• [Exercise directions] Search the material for the word "INSERT" and copy each line that holds it.

• [Extracted data]

#####

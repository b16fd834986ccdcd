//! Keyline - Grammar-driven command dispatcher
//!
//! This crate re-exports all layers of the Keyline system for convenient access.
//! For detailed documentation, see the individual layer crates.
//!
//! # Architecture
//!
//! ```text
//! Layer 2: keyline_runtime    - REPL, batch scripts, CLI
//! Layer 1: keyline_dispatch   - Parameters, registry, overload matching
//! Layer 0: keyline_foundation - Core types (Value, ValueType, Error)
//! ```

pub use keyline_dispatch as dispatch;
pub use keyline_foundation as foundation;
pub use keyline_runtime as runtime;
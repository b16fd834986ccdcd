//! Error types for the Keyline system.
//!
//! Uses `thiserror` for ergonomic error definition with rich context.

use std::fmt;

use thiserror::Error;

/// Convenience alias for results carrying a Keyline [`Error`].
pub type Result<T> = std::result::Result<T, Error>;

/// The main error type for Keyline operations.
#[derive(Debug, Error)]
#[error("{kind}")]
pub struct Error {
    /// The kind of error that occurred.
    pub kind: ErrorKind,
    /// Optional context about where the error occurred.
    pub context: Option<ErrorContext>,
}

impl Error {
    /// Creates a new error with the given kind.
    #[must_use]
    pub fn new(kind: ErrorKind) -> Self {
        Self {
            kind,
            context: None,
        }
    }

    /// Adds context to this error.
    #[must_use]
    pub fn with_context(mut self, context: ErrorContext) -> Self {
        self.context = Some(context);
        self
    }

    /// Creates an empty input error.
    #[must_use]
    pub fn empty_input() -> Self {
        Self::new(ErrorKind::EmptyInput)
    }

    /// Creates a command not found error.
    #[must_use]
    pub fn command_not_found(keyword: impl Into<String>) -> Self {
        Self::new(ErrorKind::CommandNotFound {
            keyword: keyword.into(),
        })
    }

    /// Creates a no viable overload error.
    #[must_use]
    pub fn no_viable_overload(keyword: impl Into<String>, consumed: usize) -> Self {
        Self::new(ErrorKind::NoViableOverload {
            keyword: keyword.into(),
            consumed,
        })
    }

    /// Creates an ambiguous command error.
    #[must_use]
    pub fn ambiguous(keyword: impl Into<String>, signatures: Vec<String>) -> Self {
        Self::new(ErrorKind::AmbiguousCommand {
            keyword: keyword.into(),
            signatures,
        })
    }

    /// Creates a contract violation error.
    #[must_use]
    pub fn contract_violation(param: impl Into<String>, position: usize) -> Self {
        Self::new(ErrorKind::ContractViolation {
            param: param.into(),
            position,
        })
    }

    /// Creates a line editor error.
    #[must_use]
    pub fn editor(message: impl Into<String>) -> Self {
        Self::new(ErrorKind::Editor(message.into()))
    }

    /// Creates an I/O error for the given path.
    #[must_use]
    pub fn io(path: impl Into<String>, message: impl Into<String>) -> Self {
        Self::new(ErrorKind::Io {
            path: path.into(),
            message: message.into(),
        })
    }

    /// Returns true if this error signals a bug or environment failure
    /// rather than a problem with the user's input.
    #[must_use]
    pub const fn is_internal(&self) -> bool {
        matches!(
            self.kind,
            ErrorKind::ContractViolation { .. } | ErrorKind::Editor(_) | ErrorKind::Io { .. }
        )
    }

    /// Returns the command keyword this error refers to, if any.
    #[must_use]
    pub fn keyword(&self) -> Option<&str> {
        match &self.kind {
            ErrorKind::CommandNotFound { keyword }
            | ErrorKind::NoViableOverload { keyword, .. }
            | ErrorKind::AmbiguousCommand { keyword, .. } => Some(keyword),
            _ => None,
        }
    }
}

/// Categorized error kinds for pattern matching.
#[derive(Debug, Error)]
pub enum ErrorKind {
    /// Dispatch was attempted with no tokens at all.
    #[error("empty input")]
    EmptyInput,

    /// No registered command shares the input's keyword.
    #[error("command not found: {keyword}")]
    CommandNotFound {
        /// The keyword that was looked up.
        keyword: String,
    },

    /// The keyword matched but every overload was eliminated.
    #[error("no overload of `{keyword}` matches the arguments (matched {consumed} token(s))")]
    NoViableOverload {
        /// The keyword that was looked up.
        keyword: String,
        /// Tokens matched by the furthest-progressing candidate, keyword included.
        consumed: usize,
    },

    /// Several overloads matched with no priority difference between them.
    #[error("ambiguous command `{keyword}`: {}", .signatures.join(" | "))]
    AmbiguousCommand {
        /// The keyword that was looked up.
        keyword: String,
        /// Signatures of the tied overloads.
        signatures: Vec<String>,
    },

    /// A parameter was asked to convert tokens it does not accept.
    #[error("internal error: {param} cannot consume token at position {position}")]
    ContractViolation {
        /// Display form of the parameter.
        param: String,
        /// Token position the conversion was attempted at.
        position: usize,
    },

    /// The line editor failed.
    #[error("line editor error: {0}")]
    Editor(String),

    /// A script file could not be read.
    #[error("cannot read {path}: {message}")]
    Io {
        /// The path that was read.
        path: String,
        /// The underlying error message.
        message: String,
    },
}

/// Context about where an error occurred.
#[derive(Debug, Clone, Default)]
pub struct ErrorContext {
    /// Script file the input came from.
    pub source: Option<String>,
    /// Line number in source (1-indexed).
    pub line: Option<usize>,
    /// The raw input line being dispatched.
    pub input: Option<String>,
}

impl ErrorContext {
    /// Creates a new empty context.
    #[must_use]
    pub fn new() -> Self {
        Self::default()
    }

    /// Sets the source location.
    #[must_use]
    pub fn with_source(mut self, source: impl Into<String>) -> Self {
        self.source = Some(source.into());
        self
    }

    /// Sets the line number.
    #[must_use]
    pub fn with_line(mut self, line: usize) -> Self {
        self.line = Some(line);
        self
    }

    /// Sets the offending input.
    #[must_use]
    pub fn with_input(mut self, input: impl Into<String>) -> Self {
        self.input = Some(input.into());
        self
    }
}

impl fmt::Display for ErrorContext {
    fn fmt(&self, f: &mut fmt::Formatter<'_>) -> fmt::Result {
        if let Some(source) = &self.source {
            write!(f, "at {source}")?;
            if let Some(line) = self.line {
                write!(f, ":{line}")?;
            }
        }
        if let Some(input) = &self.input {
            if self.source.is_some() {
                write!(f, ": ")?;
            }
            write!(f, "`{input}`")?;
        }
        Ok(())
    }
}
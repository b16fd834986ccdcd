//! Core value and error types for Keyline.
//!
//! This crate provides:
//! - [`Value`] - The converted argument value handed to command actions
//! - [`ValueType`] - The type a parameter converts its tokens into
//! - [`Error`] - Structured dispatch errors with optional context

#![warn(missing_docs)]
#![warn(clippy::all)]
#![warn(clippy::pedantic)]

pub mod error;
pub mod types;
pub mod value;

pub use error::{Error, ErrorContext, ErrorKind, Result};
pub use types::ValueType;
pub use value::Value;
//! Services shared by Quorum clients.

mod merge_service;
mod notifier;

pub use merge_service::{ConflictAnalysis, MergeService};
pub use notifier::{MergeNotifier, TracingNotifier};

#####

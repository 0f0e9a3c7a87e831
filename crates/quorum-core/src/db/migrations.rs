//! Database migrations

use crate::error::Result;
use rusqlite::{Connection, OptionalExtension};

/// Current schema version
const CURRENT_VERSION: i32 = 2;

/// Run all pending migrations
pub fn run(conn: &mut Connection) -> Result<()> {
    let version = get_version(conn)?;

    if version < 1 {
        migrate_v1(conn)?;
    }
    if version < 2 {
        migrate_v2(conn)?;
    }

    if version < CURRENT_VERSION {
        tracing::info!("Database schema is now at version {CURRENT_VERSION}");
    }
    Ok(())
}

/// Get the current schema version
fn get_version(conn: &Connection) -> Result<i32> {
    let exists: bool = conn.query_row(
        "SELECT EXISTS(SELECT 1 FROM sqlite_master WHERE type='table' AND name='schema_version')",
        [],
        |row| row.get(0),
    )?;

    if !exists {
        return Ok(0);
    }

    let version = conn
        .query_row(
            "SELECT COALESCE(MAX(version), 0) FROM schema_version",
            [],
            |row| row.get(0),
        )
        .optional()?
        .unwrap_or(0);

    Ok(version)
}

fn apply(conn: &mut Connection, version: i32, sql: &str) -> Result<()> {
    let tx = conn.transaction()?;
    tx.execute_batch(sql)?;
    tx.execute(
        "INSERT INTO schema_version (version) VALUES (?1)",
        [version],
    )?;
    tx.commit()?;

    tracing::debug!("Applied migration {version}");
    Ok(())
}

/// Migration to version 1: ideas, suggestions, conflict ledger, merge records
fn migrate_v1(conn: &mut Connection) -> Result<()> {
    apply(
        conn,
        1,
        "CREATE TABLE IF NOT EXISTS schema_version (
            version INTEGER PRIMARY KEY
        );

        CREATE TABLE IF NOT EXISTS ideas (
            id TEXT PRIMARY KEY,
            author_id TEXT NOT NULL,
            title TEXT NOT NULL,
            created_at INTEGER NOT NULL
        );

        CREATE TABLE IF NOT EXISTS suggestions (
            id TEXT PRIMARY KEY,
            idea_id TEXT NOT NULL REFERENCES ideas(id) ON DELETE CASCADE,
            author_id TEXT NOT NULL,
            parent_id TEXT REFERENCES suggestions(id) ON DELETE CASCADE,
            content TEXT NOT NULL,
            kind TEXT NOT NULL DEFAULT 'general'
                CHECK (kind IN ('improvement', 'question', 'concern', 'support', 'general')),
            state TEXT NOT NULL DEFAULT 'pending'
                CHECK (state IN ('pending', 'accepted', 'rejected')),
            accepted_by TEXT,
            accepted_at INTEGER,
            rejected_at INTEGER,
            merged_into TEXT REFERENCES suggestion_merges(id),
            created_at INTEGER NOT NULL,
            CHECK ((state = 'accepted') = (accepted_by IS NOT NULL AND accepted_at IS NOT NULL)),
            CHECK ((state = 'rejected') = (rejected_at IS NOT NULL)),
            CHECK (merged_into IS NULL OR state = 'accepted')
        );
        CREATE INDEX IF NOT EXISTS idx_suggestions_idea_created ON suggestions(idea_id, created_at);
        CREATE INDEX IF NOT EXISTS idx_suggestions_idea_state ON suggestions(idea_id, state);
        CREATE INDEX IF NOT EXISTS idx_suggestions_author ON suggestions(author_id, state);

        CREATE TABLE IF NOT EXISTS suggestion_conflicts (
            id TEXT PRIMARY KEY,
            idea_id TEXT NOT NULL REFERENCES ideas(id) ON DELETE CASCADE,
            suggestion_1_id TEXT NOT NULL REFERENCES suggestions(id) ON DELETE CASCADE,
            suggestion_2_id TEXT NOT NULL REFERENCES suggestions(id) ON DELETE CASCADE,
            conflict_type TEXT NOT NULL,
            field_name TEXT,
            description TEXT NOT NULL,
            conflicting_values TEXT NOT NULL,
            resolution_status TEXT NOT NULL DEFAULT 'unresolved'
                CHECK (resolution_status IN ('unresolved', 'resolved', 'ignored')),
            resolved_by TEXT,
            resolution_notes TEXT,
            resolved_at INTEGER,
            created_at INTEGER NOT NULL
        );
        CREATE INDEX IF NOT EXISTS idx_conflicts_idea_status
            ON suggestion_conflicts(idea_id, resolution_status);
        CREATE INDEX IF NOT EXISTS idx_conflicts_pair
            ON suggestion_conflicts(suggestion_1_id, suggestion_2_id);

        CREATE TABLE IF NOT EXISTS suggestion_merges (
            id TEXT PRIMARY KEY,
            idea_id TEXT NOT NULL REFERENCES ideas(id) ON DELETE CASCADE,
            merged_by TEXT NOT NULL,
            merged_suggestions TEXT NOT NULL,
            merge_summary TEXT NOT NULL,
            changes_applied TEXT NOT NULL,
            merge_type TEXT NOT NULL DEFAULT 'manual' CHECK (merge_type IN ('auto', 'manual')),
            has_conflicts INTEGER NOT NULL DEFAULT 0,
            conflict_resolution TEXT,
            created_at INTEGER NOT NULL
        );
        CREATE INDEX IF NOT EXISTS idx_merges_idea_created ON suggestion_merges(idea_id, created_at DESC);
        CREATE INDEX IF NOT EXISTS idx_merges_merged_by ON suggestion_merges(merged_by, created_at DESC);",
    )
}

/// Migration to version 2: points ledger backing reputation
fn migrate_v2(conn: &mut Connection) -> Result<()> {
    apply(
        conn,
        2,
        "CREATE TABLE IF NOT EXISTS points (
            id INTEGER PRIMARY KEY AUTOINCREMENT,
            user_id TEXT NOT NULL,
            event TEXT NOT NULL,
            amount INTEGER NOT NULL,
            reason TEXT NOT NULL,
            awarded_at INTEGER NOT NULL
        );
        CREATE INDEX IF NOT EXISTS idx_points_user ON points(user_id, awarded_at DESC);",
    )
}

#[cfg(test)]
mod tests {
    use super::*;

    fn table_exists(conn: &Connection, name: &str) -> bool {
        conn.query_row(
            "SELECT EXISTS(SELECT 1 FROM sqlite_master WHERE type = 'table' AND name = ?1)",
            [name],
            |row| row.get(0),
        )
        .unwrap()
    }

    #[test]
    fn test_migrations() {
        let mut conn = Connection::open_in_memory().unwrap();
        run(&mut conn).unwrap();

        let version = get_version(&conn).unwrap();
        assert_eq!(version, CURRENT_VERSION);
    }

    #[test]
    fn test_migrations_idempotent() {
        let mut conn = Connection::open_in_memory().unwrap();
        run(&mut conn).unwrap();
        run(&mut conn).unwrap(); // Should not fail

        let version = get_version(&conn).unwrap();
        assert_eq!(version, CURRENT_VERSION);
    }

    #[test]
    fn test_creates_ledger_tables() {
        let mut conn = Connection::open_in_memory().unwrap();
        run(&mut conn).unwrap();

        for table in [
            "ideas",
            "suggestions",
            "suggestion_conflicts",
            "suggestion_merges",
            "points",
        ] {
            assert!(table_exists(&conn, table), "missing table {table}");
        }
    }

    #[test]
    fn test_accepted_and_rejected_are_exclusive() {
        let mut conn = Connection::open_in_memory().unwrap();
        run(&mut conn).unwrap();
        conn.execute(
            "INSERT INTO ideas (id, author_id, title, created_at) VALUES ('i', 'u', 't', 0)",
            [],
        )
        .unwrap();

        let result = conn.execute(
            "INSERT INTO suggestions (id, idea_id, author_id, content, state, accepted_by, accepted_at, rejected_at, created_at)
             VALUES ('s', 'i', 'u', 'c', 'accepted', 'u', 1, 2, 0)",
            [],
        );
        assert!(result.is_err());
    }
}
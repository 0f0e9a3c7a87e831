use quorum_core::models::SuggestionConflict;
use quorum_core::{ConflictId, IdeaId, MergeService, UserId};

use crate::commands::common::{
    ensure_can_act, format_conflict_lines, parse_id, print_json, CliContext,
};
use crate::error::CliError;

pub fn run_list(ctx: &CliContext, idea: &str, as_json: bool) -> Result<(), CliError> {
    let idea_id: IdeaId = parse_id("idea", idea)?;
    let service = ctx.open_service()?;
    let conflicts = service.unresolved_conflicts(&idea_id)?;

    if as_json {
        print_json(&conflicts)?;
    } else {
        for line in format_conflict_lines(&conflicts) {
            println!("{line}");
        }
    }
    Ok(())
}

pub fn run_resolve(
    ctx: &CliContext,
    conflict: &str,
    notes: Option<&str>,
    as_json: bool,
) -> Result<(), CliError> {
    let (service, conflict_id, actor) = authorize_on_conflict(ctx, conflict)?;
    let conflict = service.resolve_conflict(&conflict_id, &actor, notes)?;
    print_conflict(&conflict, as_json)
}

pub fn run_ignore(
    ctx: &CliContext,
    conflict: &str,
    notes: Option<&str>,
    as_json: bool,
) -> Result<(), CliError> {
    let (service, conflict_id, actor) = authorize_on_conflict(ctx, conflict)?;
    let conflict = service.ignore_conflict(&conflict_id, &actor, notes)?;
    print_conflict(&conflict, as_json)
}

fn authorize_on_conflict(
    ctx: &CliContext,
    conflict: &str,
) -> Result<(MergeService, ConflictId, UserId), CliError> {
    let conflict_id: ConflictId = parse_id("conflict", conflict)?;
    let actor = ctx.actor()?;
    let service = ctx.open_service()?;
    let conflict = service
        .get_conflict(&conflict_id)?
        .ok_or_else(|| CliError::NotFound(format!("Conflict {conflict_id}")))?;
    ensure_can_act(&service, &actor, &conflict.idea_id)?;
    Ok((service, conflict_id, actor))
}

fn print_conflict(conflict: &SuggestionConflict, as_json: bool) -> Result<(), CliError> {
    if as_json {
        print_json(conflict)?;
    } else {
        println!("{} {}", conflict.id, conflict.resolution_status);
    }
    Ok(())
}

#####

• [Answer to this problem]
        "INSERT INTO schema_version (version) VALUES (?1)",
            "INSERT INTO ideas (id, author_id, title, created_at) VALUES ('i', 'u', 't', 0)",
            "INSERT INTO suggestions (id, idea_id, author_id, content, state, accepted_by, accepted_at, rejected_at, created_at)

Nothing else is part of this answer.